Above all, Panchenkova accused her ex-husband of child abuse. Based on pre-trial investigation results in 2016, the Court of Stamford issued an arrest warrant for Chigirinsky, who, although denying the charges, voluntarily presented himself to the police station. On March 17, the Connecticut Supreme Court released him on $50,000 bail. After considering the facts of the case, the Stamford Court issued an arrest warrant for Tatyana Panchenkova on charges of actions that "entailed the risk of harm to minors and their moral decay" in early June 2016. The warrant resulted from an expert examination, which proved that Panchenkova "manipulated her children to incite hatred towards their own father" and instructed them on "correct" answers in court.

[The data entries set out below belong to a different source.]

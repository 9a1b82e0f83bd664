//! Rendering module for assembling the comparison report PDF.

mod fonts;
mod layout;
mod options;
mod output;
mod report;

pub use fonts::{encode_winansi, measure, Font};
pub use layout::{wrap_line, RenderCursor};
pub use options::{Palette, RenderOptions, Rgb};
pub use output::OutputDocument;
pub use report::{emergency_pdf, sample_markers, ChangeMarker, MarkerKind, ReportRenderer};
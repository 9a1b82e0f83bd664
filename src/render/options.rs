//! Rendering options and color configuration.

/// RGB color with components in the 0.0 to 1.0 range, as used by the PDF
/// `rg`/`RG` operators.
#[derive(Debug, Clone, Copy, PartialEq)]
pub struct Rgb {
    /// Red component
    pub r: f32,
    /// Green component
    pub g: f32,
    /// Blue component
    pub b: f32,
}

impl Rgb {
    /// Create a color from components.
    pub const fn new(r: f32, g: f32, b: f32) -> Self {
        Self { r, g, b }
    }
}

/// Colors for background tints, accents, and the header bar.
#[derive(Debug, Clone, PartialEq)]
pub struct Palette {
    /// Background tint behind added text
    pub added_bg: Rgb,

    /// Background tint behind removed text
    pub removed_bg: Rgb,

    /// Background tint behind the "changed from" half of a modified block
    pub modified_old_bg: Rgb,

    /// Background tint behind the "changed to" half of a modified block
    pub modified_new_bg: Rgb,

    /// Accent for added markers and the added legend swatch
    pub added_accent: Rgb,

    /// Accent for removed markers, strike-through rules, and the removed swatch
    pub removed_accent: Rgb,

    /// Accent for modified markers and the modified swatch
    pub modified_accent: Rgb,

    /// Header bar fill on overlay pages
    pub header: Rgb,

    /// Muted gray for de-emphasized labels and removed text
    pub muted: Rgb,
}

impl Default for Palette {
    fn default() -> Self {
        Self {
            added_bg: Rgb::new(0.85, 0.95, 0.85),
            removed_bg: Rgb::new(0.97, 0.86, 0.86),
            modified_old_bg: Rgb::new(0.98, 0.94, 0.80),
            modified_new_bg: Rgb::new(0.84, 0.90, 0.98),
            added_accent: Rgb::new(0.18, 0.55, 0.27),
            removed_accent: Rgb::new(0.72, 0.18, 0.18),
            modified_accent: Rgb::new(0.78, 0.55, 0.10),
            header: Rgb::new(0.20, 0.30, 0.45),
            muted: Rgb::new(0.45, 0.45, 0.45),
        }
    }
}

/// Options for rendering the comparison report.
#[derive(Debug, Clone)]
pub struct RenderOptions {
    /// Page width in points (default: US Letter)
    pub page_width: f32,

    /// Page height in points
    pub page_height: f32,

    /// Uniform page margin in points
    pub margin: f32,

    /// Vertical advance per text line in points
    pub line_height: f32,

    /// Body text size in points
    pub body_size: f32,

    /// Character budget per wrapped line
    pub wrap_budget: usize,

    /// Draw background tints and overlay markers
    pub show_highlights: bool,

    /// Colors used for tints and accents
    pub palette: Palette,

    /// Number of leading overlay pages that receive change markers
    pub annotated_pages: usize,

    /// Maximum number of markers drawn per annotated page
    pub markers_per_page: usize,

    /// Title drawn on the cover page
    pub title: String,
}

impl RenderOptions {
    /// Create new render options with defaults.
    pub fn new() -> Self {
        Self::default()
    }

    /// Set the page size in points.
    pub fn with_page_size(mut self, width: f32, height: f32) -> Self {
        self.page_width = width;
        self.page_height = height;
        self
    }

    /// Set the uniform page margin.
    pub fn with_margin(mut self, margin: f32) -> Self {
        self.margin = margin;
        self
    }

    /// Set the line height.
    pub fn with_line_height(mut self, height: f32) -> Self {
        self.line_height = height;
        self
    }

    /// Set the body text size.
    pub fn with_body_size(mut self, size: f32) -> Self {
        self.body_size = size;
        self
    }

    /// Set the character budget for word wrapping.
    pub fn with_wrap_budget(mut self, budget: usize) -> Self {
        self.wrap_budget = budget;
        self
    }

    /// Enable or disable background tints and overlay markers.
    pub fn with_highlights(mut self, show: bool) -> Self {
        self.show_highlights = show;
        self
    }

    /// Set the color palette.
    pub fn with_palette(mut self, palette: Palette) -> Self {
        self.palette = palette;
        self
    }

    /// Set how many leading overlay pages receive change markers.
    pub fn with_annotated_pages(mut self, pages: usize) -> Self {
        self.annotated_pages = pages;
        self
    }

    /// Set the maximum number of markers per annotated page.
    pub fn with_markers_per_page(mut self, markers: usize) -> Self {
        self.markers_per_page = markers;
        self
    }

    /// Set the cover page title.
    pub fn with_title(mut self, title: impl Into<String>) -> Self {
        self.title = title.into();
        self
    }

    /// Baseline y for the first line on a fresh page.
    pub fn top_y(&self) -> f32 {
        self.page_height - self.margin
    }

    /// Usable text width between the margins.
    pub fn content_width(&self) -> f32 {
        self.page_width - 2.0 * self.margin
    }
}

impl Default for RenderOptions {
    fn default() -> Self {
        Self {
            page_width: 612.0,
            page_height: 792.0,
            margin: 54.0,
            line_height: 14.0,
            body_size: 10.0,
            wrap_budget: 80,
            show_highlights: true,
            palette: Palette::default(),
            annotated_pages: 3,
            markers_per_page: 4,
            title: "Document Comparison Report".to_string(),
        }
    }
}
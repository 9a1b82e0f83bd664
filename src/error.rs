//! Error types for the pdfdiff library.

use std::io;
use thiserror::Error;

/// Result type alias for pdfdiff operations.
pub type Result<T> = std::result::Result<T, Error>;

/// Which of the two compared documents an error refers to.
#[derive(Debug, Clone, Copy, PartialEq, Eq, Hash, serde::Serialize, serde::Deserialize)]
#[serde(rename_all = "snake_case")]
pub enum Side {
    /// The older version (first argument of a comparison).
    Left,
    /// The newer version (second argument of a comparison).
    Right,
}

impl std::fmt::Display for Side {
    fn fmt(&self, f: &mut std::fmt::Formatter<'_>) -> std::fmt::Result {
        match self {
            Side::Left => write!(f, "left"),
            Side::Right => write!(f, "right"),
        }
    }
}

/// Error types that can occur while resolving, diffing, or rendering.
#[derive(Error, Debug)]
pub enum Error {
    /// I/O error when reading or writing document bytes.
    #[error("I/O error: {0}")]
    Io(#[from] io::Error),

    /// A resolved binary reference is not a well-formed identifier.
    #[error("Invalid binary reference: {0:?}")]
    InvalidReference(String),

    /// The binary content for one side could not be fetched.
    #[error("Content unavailable for {side} version: {reason}")]
    ContentUnavailable {
        /// Which version was missing.
        side: Side,
        /// Underlying fetch failure.
        reason: String,
    },

    /// Text extraction failed for one side.
    #[error("Text extraction failed for {side} version: {reason}")]
    Extraction {
        /// Which version could not be extracted.
        side: Side,
        /// Underlying extraction failure.
        reason: String,
    },

    /// A binary object was not found in the store.
    #[error("Binary object not found: {0}")]
    NotFound(String),

    /// The content is not recognized as a PDF.
    #[error("Unknown file format: not a valid PDF")]
    UnknownFormat,

    /// The PDF version marker is malformed.
    #[error("Unsupported PDF version: {0}")]
    UnsupportedVersion(String),

    /// Error parsing PDF structure.
    #[error("PDF parsing error: {0}")]
    PdfParse(String),

    /// The PDF document is encrypted; decryption is not supported.
    #[error("Document is encrypted")]
    Encrypted,

    /// Error extracting text content.
    #[error("Text extraction error: {0}")]
    TextExtract(String),

    /// Error assembling or drawing the output document.
    #[error("Rendering error: {0}")]
    Render(String),

    /// Catch-all for failures that escaped the typed stages.
    #[error("Comparison pipeline error: {0}")]
    Pipeline(String),
}

impl From<lopdf::Error> for Error {
    fn from(err: lopdf::Error) -> Self {
        match err {
            lopdf::Error::IO(e) => Error::Io(e),
            lopdf::Error::Decryption(_) => Error::Encrypted,
            _ => Error::PdfParse(err.to_string()),
        }
    }
}

impl Error {
    /// Short machine-friendly name of the failure kind, used on the
    /// fallback document and in logs.
    pub fn kind(&self) -> &'static str {
        match self {
            Error::Io(_) => "io",
            Error::InvalidReference(_) => "invalid_reference",
            Error::ContentUnavailable { .. } => "content_unavailable",
            Error::Extraction { .. } => "extraction_error",
            Error::NotFound(_) => "not_found",
            Error::UnknownFormat => "unknown_format",
            Error::UnsupportedVersion(_) => "unsupported_version",
            Error::PdfParse(_) => "pdf_parse",
            Error::Encrypted => "encrypted",
            Error::TextExtract(_) => "text_extract",
            Error::Render(_) => "render_error",
            Error::Pipeline(_) => "pipeline_error",
        }
    }

    /// Tag an error raised while handling one side of the comparison.
    ///
    /// Fetch failures become [`Error::ContentUnavailable`]; everything else
    /// becomes [`Error::Extraction`]. Errors that already carry a side are
    /// passed through unchanged.
    pub fn for_side(self, side: Side) -> Self {
        match self {
            Error::ContentUnavailable { .. } | Error::Extraction { .. } => self,
            Error::NotFound(id) => Error::ContentUnavailable {
                side,
                reason: format!("binary object not found: {id}"),
            },
            other => Error::Extraction {
                side,
                reason: other.to_string(),
            },
        }
    }
}

#[cfg(test)]
mod tests {
    use super::*;

    #[test]
    fn test_error_display() {
        let err = Error::Encrypted;
        assert_eq!(err.to_string(), "Document is encrypted");

        let err = Error::ContentUnavailable {
            side: Side::Left,
            reason: "gone".into(),
        };
        assert_eq!(
            err.to_string(),
            "Content unavailable for left version: gone"
        );
    }

    #[test]
    fn test_side_display() {
        assert_eq!(Side::Left.to_string(), "left");
        assert_eq!(Side::Right.to_string(), "right");
    }

    #[test]
    fn test_io_error_conversion() {
        let io_err = io::Error::new(io::ErrorKind::NotFound, "file not found");
        let err: Error = io_err.into();
        assert!(matches!(err, Error::Io(_)));
    }

    #[test]
    fn test_for_side_tags_fetch_failures() {
        let err = Error::NotFound("abc".into()).for_side(Side::Right);
        assert!(matches!(
            err,
            Error::ContentUnavailable {
                side: Side::Right,
                ..
            }
        ));

        let err = Error::UnknownFormat.for_side(Side::Left);
        assert!(matches!(err, Error::Extraction { side: Side::Left, .. }));
    }

    #[test]
    fn test_for_side_keeps_existing_side() {
        let err = Error::ContentUnavailable {
            side: Side::Left,
            reason: "x".into(),
        }
        .for_side(Side::Right);
        assert!(matches!(err, Error::ContentUnavailable { side: Side::Left, .. }));
    }

    #[test]
    fn test_kind_names() {
        assert_eq!(Error::UnknownFormat.kind(), "unknown_format");
        assert_eq!(Error::Render("x".into()).kind(), "render_error");
    }
}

The custody case, which awarded Chigirinsky a right to contact the children, finished in August 2016.

In early February 2017, the Court of the State of Connecticut dismissed the case against Chigirinsky, finding him not guilty. The same year in November, ex-spouses settled their dispute over property in the US, and the case over supplementary payments was also dismissed.